WITH A few simple steps, Kim Jong-un crossed the border line, warmly greeted South Korean president Moon Jae-in and made history as the first North Korean leader to enter South Korea.
Friday’s landmark summit, which was chock-full of symbolism, saw the leaders pledge to bring “lasting peace” to the Korean peninsula with a commitment to denuclearisation and an end to decades of hostilities.
While a weary and sceptical world noted the lack of a specific timeline, as well as the long history of false starts in relation to peace between both nations, none could question that this was a big gesture of goodwill, possibly setting the stage for an even more crucial meeting between Kim and US president Donald Trump.
Such a meeting between these most combative of leaders would be a remarkable turnaround from the rhetoric of only a few months ago when Trump threatened “fire and fury” and Kim deemed the US president a “mentally deranged US dotard”.

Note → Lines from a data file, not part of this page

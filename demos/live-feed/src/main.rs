//! live-feed — reference wiring of the fleetsim engine.
//!
//! Seeds a mixed fleet around the Sundsvall operating area, starts the 2 s
//! tick driver, streams every batch as a JSON line (the same shape the
//! WebSocket fan-out re-serializes), and answers a few snapshot and
//! dispatch-status queries the way a request handler would.

use std::sync::Arc;
use std::time::Duration;

use anyhow::Result;

use fleet_catalog::DEPOT;
use fleet_core::{
    JobAssignment, JobId, JobStatus, ResourceDescriptor, ResourceId, ResourceKind, Timestamp,
};
use fleet_feed::{DEFAULT_TICK_INTERVAL, FeedConfig, FeedDriver, FeedError, PositionFeed, TickSubscriber};
use fleet_sim::{KinematicEngine, TrackedPosition, resolve_status};

// ── Constants ─────────────────────────────────────────────────────────────────

const SEED: u64 = 42;
const SNAPSHOT_POLLS: u32 = 3;
const POLL_GAP: Duration = Duration::from_secs(3);

// ── Fleet ─────────────────────────────────────────────────────────────────────

/// Twelve units: three plows, four haulers, two loaders, two excavators, and
/// one service van.
fn build_fleet() -> Vec<ResourceDescriptor> {
    let roster = [
        (ResourceKind::Plow, 3),
        (ResourceKind::Haul, 4),
        (ResourceKind::Loader, 2),
        (ResourceKind::Excavator, 2),
        (ResourceKind::Utility, 1),
    ];

    let mut fleet = Vec::new();
    let mut next_id = 1u32;
    for (kind, count) in roster {
        for unit_index in 0..count {
            fleet.push(ResourceDescriptor::new(ResourceId(next_id), kind, unit_index));
            next_id += 1;
        }
    }
    fleet
}

/// A sample of the external job catalog: hauler 4 is mid-job, hauler 5 is
/// dispatched, plow 1 has only finished work behind it.
fn sample_jobs() -> Vec<JobAssignment> {
    vec![
        JobAssignment::new(JobId(100), ResourceId(4), JobStatus::InProgress),
        JobAssignment::new(JobId(101), ResourceId(4), JobStatus::Assigned),
        JobAssignment::new(JobId(102), ResourceId(5), JobStatus::Assigned),
        JobAssignment::new(JobId(103), ResourceId(1), JobStatus::Completed),
        JobAssignment::new(JobId(104), ResourceId(2), JobStatus::Cancelled),
    ]
}

// ── JSON-lines subscriber ─────────────────────────────────────────────────────

/// Prints each tick batch as one JSON array line — the wire shape the
/// publish/subscribe layer sends to every connected listener.
struct JsonLines;

impl TickSubscriber for JsonLines {
    fn deliver(&mut self, batch: &[TrackedPosition]) -> Result<(), FeedError> {
        let line = serde_json::to_string(batch).map_err(|e| FeedError::Delivery(e.to_string()))?;
        println!("{line}");
        Ok(())
    }
}

// ── main ──────────────────────────────────────────────────────────────────────

fn main() -> Result<()> {
    tracing_subscriber::fmt()
        .with_env_filter(
            tracing_subscriber::EnvFilter::try_from_default_env()
                .unwrap_or_else(|_| "info".into()),
        )
        .init();

    // 1. Build the fleet and seed the engine.
    let fleet = build_fleet();
    let mut engine = KinematicEngine::new();
    engine.initialize(&fleet, SEED, Timestamp::now())?;
    println!("=== live-feed — fleetsim engine ===");
    println!("Units: {}  |  Seed: {SEED}  |  Tick: {:?}", fleet.len(), DEFAULT_TICK_INTERVAL);
    println!("Operating area around depot {DEPOT}");
    println!();

    // 2. Wrap the engine in the feed and register the broadcast subscriber.
    let feed = Arc::new(PositionFeed::new(engine));
    feed.subscribe(Box::new(JsonLines));

    // 3. Start the tick driver at the reference interval.
    let driver = FeedDriver::spawn(Arc::clone(&feed), FeedConfig::default())?;

    // 4. Poll snapshots like a request handler answering "list live positions".
    for poll in 1..=SNAPSHOT_POLLS {
        std::thread::sleep(POLL_GAP);
        let snapshot = feed.snapshot();
        println!("poll {poll}: {} live positions", snapshot.len());
    }

    // 5. Assemble a dispatch board from the job catalog.
    let jobs = sample_jobs();
    println!();
    println!("{:<10} {:<11} {:<10} {:>9}", "Unit", "Kind", "Status", "km/h");
    println!("{}", "-".repeat(43));
    for descriptor in &fleet {
        let state = feed.state(descriptor.id)?;
        let status = resolve_status(descriptor.id, &jobs);
        println!(
            "{:<10} {:<11} {:<10} {:>9.1}",
            descriptor.id.0,
            descriptor.kind.to_string(),
            status.to_string(),
            state.speed_kmh,
        );
    }

    // 6. Shut down: immediate, no half-applied tick.
    driver.stop();
    Ok(())
}
//! Operating mode enum shared across all simulation crates.
//!
//! The mode is fixed at creation from the resource kind and never transitions
//! during simulation: each kind has one behavior (patrolling plows keep
//! patrolling, loaders keep working their pit loop).  A richer state machine
//! with loading dwells is a possible future extension, not current behavior.

/// What a resource is doing, kinematically.
#[derive(Copy, Clone, PartialEq, Eq, Hash, Debug, Default)]
#[cfg_attr(feature = "serde", derive(serde::Serialize, serde::Deserialize))]
pub enum OperatingMode {
    /// Parked at a site; position only wanders by GPS noise (default state).
    #[default]
    Idle,
    /// Driving a route between sites.
    Moving,
    /// Operating within a work area (quarry bench, excavation pit).
    Working,
    /// Heading back to the depot.
    Returning,
}

impl OperatingMode {
    /// `true` for the held-in-place mode whose reported speed is always zero.
    #[inline]
    pub fn is_idle(self) -> bool {
        matches!(self, OperatingMode::Idle)
    }

    /// Human-readable label, matching the wire vocabulary.
    pub fn as_str(self) -> &'static str {
        match self {
            OperatingMode::Idle      => "idle",
            OperatingMode::Moving    => "moving",
            OperatingMode::Working   => "working",
            OperatingMode::Returning => "returning",
        }
    }
}

impl std::fmt::Display for OperatingMode {
    fn fmt(&self, f: &mut std::fmt::Formatter<'_>) -> std::fmt::Result {
        f.write_str(self.as_str())
    }
}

A summit might take more time, but things are rapidly changing with Trump recently describing Kim as “very honourable” despite previously calling him “Little Rocket man” as well as the North Korean leader’s poor track record on a range of issues.
But the US is just one of many countries that will be carefully looking on at how things unfold in the wake of Friday’s event. Indeed, the entire world is anxious to see a containment of the long-standing tensions between both nations.
There has long been the view that these two countries should in truth be one. It is interesting discussions took place not around the typical rectangular table but in a room reconfigured to reflect an oval shape, meaning all were designated equals.
Still, while the event was long on theatre, it was short on details.
And there is good reason to be cautious given Kim’s record. Indeed, reports suggest the North Korean leader may have been moved to pledge an end to missile testing now that certain crucial nuclear sites in his country have been exhausted and now that he has already completed a range of provocative tests.
But the images coming out of the meeting on Friday were quite positive and have given the peninsula some space to breathe in relation to the possibility of nuclear conflict.
One hopes that now that they have met there will be greater collaboration in having people re-united with their families whom they would not have seen since the war. It is also hoped these gestures signal the start of a process which truly bringing about an end, not a scaling down, of nuclearisation. The world awaits.